WHAT THE TASK ASKS: Wherever a line in the records contains the word "explicit", return that line.

----- PROVIDED DATA

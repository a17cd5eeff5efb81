//! Keyed connection pooling.
//!
//! The pool subsystem keeps expensive-to-establish transfer sessions alive
//! between operations. Sessions are grouped by
//! [`PoolKey`](crate::spec::PoolKey); each key gets one bounded
//! [`KeyedPool`], and a process-wide [`PoolRegistry`] creates those pools
//! lazily.
//!
//! # Architecture
//!
//! ```text
//! ┌───────────────────────────────────────────────┐
//! │               PoolRegistry                    │
//! │  ┌─────────────────────────────────────────┐  │
//! │  │ host:21:deploy:plain  → KeyedPool       │  │
//! │  │ host:22:ci:ssh        → KeyedPool       │  │
//! │  └─────────────────────────────────────────┘  │
//! │        ▲                        │             │
//! │  EvictionScheduler ──sweep──────┘             │
//! └───────────────────────────────────────────────┘
//! ```
//!
//! # Modules
//!
//! | Module | Description |
//! |--------|-------------|
//! | `config` | Pool limits and eviction thresholds |
//! | `connection` | Pooled connection wrapper |
//! | `events` | Observability hook |
//! | `evictor` | Background sweep task (internal) |
//! | `factory` | Connection lifecycle callbacks |
//! | `keyed` | Per-key bounded pool and checkout guard |
//! | `registry` | Key → pool map |

// ============================================================================
// Submodules
// ============================================================================

/// Pool limits, eviction thresholds and validation flags.
pub mod config;

/// Pooled connection wrapper.
pub mod connection;

/// Pool observability events.
pub mod events;

/// Background eviction scheduler.
pub(crate) mod evictor;

/// Connection lifecycle callbacks.
pub mod factory;

/// Bounded per-key pool, checkout guard and statistics.
pub mod keyed;

/// Process-wide pool registry.
pub mod registry;

// ============================================================================
// Re-exports
// ============================================================================

pub use config::PoolConfig;
pub use connection::PooledConnection;
pub use events::{PoolEvent, PoolEventHandler};
pub use factory::ClientFactory;
pub use keyed::{BorrowedConnection, KeyedPool, PoolStats};
pub use registry::{PoolRegistry, PoolRegistryBuilder};
//! Background eviction scheduler.
//!
//! One task per registry, ticking at the configured eviction interval and
//! sweeping every keyed pool. The task has an explicit lifecycle: started
//! with the registry, stopped by a shutdown signal. It does not care whether
//! the registry currently holds pools, so an empty-then-repopulated registry
//! keeps sweeping without a restart.

// ============================================================================
// Imports
// ============================================================================

use std::sync::Weak;
use std::time::Duration;

use parking_lot::Mutex;
use tokio::sync::watch;
use tokio::task::JoinHandle;
use tokio::time::{MissedTickBehavior, interval};
use tracing::debug;

use crate::pool::registry::RegistryInner;

// ============================================================================
// EvictionScheduler
// ============================================================================

/// Periodic sweep task over a registry's pools.
pub(crate) struct EvictionScheduler {
    shutdown_tx: watch::Sender<bool>,
    handle: Mutex<Option<JoinHandle<()>>>,
}

impl EvictionScheduler {
    /// Spawns the sweep task.
    ///
    /// The task holds only a weak reference to the registry: if every
    /// registry handle is dropped without an explicit shutdown, the task
    /// notices on its next tick and exits on its own.
    pub(crate) fn start(registry: Weak<RegistryInner>, period: Duration) -> Self {
        let (shutdown_tx, mut shutdown_rx) = watch::channel(false);

        let handle = tokio::spawn(async move {
            let mut ticker = interval(period);
            ticker.set_missed_tick_behavior(MissedTickBehavior::Delay);
            debug!(period_ms = period.as_millis() as u64, "eviction scheduler started");

            loop {
                tokio::select! {
                    changed = shutdown_rx.changed() => {
                        if changed.is_err() || *shutdown_rx.borrow() {
                            break;
                        }
                    }
                    _ = ticker.tick() => {
                        let Some(inner) = registry.upgrade() else {
                            debug!("registry dropped, eviction scheduler exiting");
                            break;
                        };
                        let pools = inner.pools_snapshot();
                        drop(inner);

                        for pool in pools {
                            pool.sweep().await;
                        }
                    }
                }
            }

            debug!("eviction scheduler stopped");
        });

        Self {
            shutdown_tx,
            handle: Mutex::new(Some(handle)),
        }
    }

    /// Signals the task to stop and waits for it to finish. Idempotent.
    pub(crate) async fn stop(&self) {
        let _ = self.shutdown_tx.send(true);
        let handle = { self.handle.lock().take() };
        if let Some(handle) = handle {
            let _ = handle.await;
        }
    }
}
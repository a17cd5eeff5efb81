//! Pool observability events.
//!
//! The pool swallows failures on cleanup paths by design; this hook is how
//! hosts still get to see them. Events fire in addition to `tracing` output,
//! never instead of it.

// ============================================================================
// Imports
// ============================================================================

use std::sync::Arc;

use crate::spec::{PoolKey, TransferMode};

// ============================================================================
// PoolEvent
// ============================================================================

/// Notification emitted by a pool at lifecycle edges.
#[derive(Debug, Clone, PartialEq, Eq)]
pub enum PoolEvent {
    /// A fresh connection was created for a borrower.
    Created {
        /// Pool the connection belongs to.
        key: PoolKey,
    },

    /// A connection failed validation and was discarded.
    ValidationFailed {
        /// Pool the connection belonged to.
        key: PoolKey,
        /// Where the failure was detected (borrow, return, sweep).
        detail: String,
    },

    /// Graceful teardown of a connection failed; the error was swallowed.
    DestroyFailed {
        /// Pool the connection belonged to.
        key: PoolKey,
        /// The swallowed error.
        detail: String,
    },

    /// An idle connection was evicted by a sweep.
    Evicted {
        /// Pool the connection belonged to.
        key: PoolKey,
        /// How long the connection had been idle.
        idle_ms: u64,
    },

    /// A borrowed connection was reconnected after configuration drift.
    Reconnected {
        /// Pool the connection belongs to.
        key: PoolKey,
        /// Transfer mode the connection was switched to.
        mode: TransferMode,
    },
}

impl PoolEvent {
    /// Returns the pool key the event was raised for.
    #[inline]
    #[must_use]
    pub fn key(&self) -> &PoolKey {
        match self {
            Self::Created { key }
            | Self::ValidationFailed { key, .. }
            | Self::DestroyFailed { key, .. }
            | Self::Evicted { key, .. }
            | Self::Reconnected { key, .. } => key,
        }
    }
}

// ============================================================================
// PoolEventHandler
// ============================================================================

/// Callback invoked for every [`PoolEvent`].
///
/// Handlers run inline on pool code paths and must be cheap and non-blocking;
/// forward to a channel for anything heavier.
pub type PoolEventHandler = Arc<dyn Fn(PoolEvent) + Send + Sync>;

// ============================================================================
// Tests
// ============================================================================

----------

OUTPUT BELOW:
//! sweeping every keyed pool. The task has an explicit lifecycle: started
    /// registry handle is dropped without an explicit shutdown, the task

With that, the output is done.